--- START ---
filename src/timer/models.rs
use serde::{Deserialize, Serialize};

/// Handle of an alert held by a notification gateway.
#[derive(Debug, Clone, PartialEq, Eq, Hash, Serialize, Deserialize)]
#[serde(transparent)]
pub struct NotificationId(pub String);

impl std::fmt::Display for NotificationId {
    fn fmt(&self, f: &mut std::fmt::Formatter<'_>) -> std::fmt::Result {
        f.write_str(&self.0)
    }
}

/// A single named countdown.
#[derive(Debug, Clone, PartialEq, Eq, Serialize, Deserialize)]
#[serde(rename_all = "camelCase")]
pub struct Timer {
    pub name: String,
    /// Total span in milliseconds.
    pub duration: u64,
    /// Completion instant, epoch milliseconds.
    pub end_time: i64,
    #[serde(default, skip_serializing_if = "Option::is_none")]
    pub notification_id: Option<NotificationId>,
}

impl Timer {
    /// Epoch milliseconds at which the countdown was (re)armed.
    pub fn started_at(&self) -> i64 {
        self.end_time.saturating_sub(duration_as_i64(self.duration))
    }
}

/// Millisecond duration as a signed offset, capped at `i64::MAX`.
pub fn duration_as_i64(duration: u64) -> i64 {
    i64::try_from(duration).unwrap_or(i64::MAX)
}

/// A game (or any other category) grouping timers. Never empty while stored.
#[derive(Debug, Clone, PartialEq, Eq, Serialize, Deserialize)]
pub struct Section {
    pub id: u32,
    pub name: String,
    pub timers: Vec<Timer>,
}

/// The whole persisted state: sections in display order.
#[derive(Debug, Clone, PartialEq, Eq, Default, Serialize, Deserialize)]
#[serde(transparent)]
pub struct Collection {
    pub sections: Vec<Section>,
}

impl Collection {
    pub fn new(sections: Vec<Section>) -> Self {
        Self { sections }
    }

    pub fn is_empty(&self) -> bool {
        self.sections.is_empty()
    }

    pub fn len(&self) -> usize {
        self.sections.len()
    }

    /// Id for the next section: one past the largest id in use.
    ///
    /// `None` once the largest id is `u32::MAX`; ids are never reused.
    pub fn next_section_id(&self) -> Option<u32> {
        self.sections.iter().map(|s| s.id).max().unwrap_or(0).checked_add(1)
    }

    pub fn find_section(&self, name: &str) -> Option<usize> {
        self.sections.iter().position(|s| s.name == name)
    }

    pub fn timer_count(&self) -> usize {
        self.sections.iter().map(|s| s.timers.len()).sum()
    }
}
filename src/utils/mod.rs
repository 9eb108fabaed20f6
pub mod render;
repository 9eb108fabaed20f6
use anyhow::{Context, Result};
use config::{Config as ConfigBuilder, Environment, File, FileFormat};
use serde::{Deserialize, Serialize};
use std::path::Path;
use std::path::PathBuf;

const LOG_LEVELS: [&str; 5] = ["error", "warn", "info", "debug", "trace"];

#[derive(Debug, Deserialize, Serialize, Clone, Default)]
pub struct Config {
    #[serde(default)]
    pub state: StateConfig,
    #[serde(default)]
    pub notifications: NotificationsConfig,
    #[serde(default)]
    pub display: DisplayConfig,
    #[serde(default)]
    pub logging: LoggingConfig,
}

#[derive(Debug, Deserialize, Serialize, Clone, Default)]
pub struct StateConfig {
    /// Optional override for state directory (for testing)
    pub state_dir_override: Option<PathBuf>,
}

#[derive(Debug, Deserialize, Serialize, Clone)]
pub struct NotificationsConfig {
    /// Schedule an alert for every armed timer
    #[serde(default = "default_true")]
    pub enabled: bool,
}

fn default_true() -> bool {
    true
}

impl Default for NotificationsConfig {
    fn default() -> Self {
        Self { enabled: true }
    }
}

#[derive(Debug, Deserialize, Serialize, Clone)]
pub struct DisplayConfig {
    #[serde(default = "default_bar_width")]
    pub bar_width: u16,
    /// Seconds between refreshes in `grind watch`
    #[serde(default = "default_refresh_secs")]
    pub refresh_secs: u64,
}

fn default_bar_width() -> u16 {
    30
}

fn default_refresh_secs() -> u64 {
    30
}

impl Default for DisplayConfig {
    fn default() -> Self {
        Self {
            bar_width: default_bar_width(),
            refresh_secs: default_refresh_secs(),
        }
    }
}

#[derive(Debug, Deserialize, Serialize, Clone)]
pub struct LoggingConfig {
    #[serde(default = "default_log_level")]
    pub level: String,
}

fn default_log_level() -> String {
    "warn".to_string()
}

impl Default for LoggingConfig {
    fn default() -> Self {
        Self {
            level: default_log_level(),
        }
    }
}

impl DisplayConfig {
    pub fn validate(&self) -> Result<()> {
        if self.bar_width == 0 {
            anyhow::bail!("display.bar_width must be greater than 0");
        }
        if self.refresh_secs == 0 {
            anyhow::bail!("display.refresh_secs must be greater than 0");
        }
        Ok(())
    }
}

impl LoggingConfig {
    pub fn validate(&self) -> Result<()> {
        let level = self.level.to_ascii_lowercase();
        if !LOG_LEVELS.contains(&level.as_str()) {
            anyhow::bail!(
                "Invalid log level '{}', expected one of {:?}",
                self.level,
                LOG_LEVELS
            );
        }
        Ok(())
    }
}

impl Config {
    pub fn validate(&self) -> Result<()> {
        self.display.validate()?;
        self.logging.validate()?;
        Ok(())
    }
}

/// Load config from `path` (if present) with `GRIND__SECTION__KEY` overrides.
pub fn load_from_path<P: AsRef<Path>>(path: P) -> Result<Config> {
    let loader = ConfigBuilder::builder()
        .add_source(
            File::from(path.as_ref())
                .format(FileFormat::Toml)
                .required(false),
        )
        .add_source(
            Environment::with_prefix("GRIND")
                .prefix_separator("__")
                .separator("__")
                .try_parsing(true),
        )
        .build()
        .context("Failed to build config loader")?;

    loader
        .try_deserialize()
        .context("Failed to parse config file")
}

/// Load only what is written in `path`, ignoring environment overrides.
///
/// Used when the file is about to be rewritten, so a temporary `GRIND__*`
/// variable never ends up persisted. A missing file yields the defaults.
pub fn load_file_only<P: AsRef<Path>>(path: P) -> Result<Config> {
    let path = path.as_ref();
    if !path.exists() {
        return Ok(Config::default());
    }
    let content = std::fs::read_to_string(path)
        .with_context(|| format!("Failed to read {}", path.display()))?;
    toml::from_str(&content).context("Failed to parse config file")
}

pub fn load() -> Result<Config> {
    let config_path = crate::platform::config_path()?;
    let config = load_from_path(&config_path)?;
    config.validate()?;
    Ok(config)
}

pub fn save_to_path<P: AsRef<Path>>(config: &Config, path: P) -> Result<()> {
    let toml_string = toml::to_string_pretty(config).context("Failed to serialize config")?;

    if let Some(parent) = path.as_ref().parent() {
        std::fs::create_dir_all(parent)?;
    }
    std::fs::write(path.as_ref(), toml_string).context("Failed to write config file")?;

    Ok(())
}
--- END ---
> **Aim of the task**: Exactly the lines from the start of the entries through the one bearing "pub struct Timer" are to be output, with both ends included.

> **Solved exercise**:
filename src/timer/models.rs
use serde::{Deserialize, Serialize};

/// Handle of an alert held by a notification gateway.
#[derive(Debug, Clone, PartialEq, Eq, Hash, Serialize, Deserialize)]
#[serde(transparent)]
pub struct NotificationId(pub String);

impl std::fmt::Display for NotificationId {
    fn fmt(&self, f: &mut std::fmt::Formatter<'_>) -> std::fmt::Result {
        f.write_str(&self.0)
    }
}

/// A single named countdown.
#[derive(Debug, Clone, PartialEq, Eq, Serialize, Deserialize)]
#[serde(rename_all = "camelCase")]
pub struct Timer {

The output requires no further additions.